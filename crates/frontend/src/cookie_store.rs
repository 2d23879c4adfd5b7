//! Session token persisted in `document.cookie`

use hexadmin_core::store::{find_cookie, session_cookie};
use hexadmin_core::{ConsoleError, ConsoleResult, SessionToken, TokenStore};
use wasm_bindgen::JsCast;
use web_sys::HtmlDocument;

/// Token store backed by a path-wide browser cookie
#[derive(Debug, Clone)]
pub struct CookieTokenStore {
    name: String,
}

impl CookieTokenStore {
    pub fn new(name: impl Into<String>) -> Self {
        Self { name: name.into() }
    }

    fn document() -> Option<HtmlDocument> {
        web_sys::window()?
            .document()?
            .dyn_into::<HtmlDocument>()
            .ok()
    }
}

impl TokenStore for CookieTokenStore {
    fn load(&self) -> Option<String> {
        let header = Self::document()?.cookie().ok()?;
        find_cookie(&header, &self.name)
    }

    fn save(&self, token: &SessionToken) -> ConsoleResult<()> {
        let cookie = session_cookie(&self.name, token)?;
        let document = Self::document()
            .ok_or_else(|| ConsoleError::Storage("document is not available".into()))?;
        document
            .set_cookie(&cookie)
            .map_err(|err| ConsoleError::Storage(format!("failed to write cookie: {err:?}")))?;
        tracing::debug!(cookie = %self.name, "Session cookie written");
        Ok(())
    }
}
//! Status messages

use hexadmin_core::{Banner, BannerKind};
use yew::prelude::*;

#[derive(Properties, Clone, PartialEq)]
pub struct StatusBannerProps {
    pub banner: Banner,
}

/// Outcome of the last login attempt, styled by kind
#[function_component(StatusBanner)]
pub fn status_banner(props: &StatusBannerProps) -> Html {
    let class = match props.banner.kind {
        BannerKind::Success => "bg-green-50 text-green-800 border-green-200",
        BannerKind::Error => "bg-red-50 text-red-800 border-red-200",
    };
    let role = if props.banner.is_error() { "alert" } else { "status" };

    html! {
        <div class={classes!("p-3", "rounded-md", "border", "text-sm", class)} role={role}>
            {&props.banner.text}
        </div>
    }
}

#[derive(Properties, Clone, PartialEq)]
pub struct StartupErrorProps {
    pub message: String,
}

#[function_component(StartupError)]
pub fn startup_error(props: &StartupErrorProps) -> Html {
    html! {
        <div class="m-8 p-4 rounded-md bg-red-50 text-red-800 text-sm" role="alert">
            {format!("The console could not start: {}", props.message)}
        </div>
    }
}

__WORK TO BE COMPLETED__.
Wherever a line in the data above contains the word "StatusBannerProps", copy that line.

__EXERCISE OUTPUT__.
pub struct StatusBannerProps {
pub fn status_banner(props: &StatusBannerProps) -> Html {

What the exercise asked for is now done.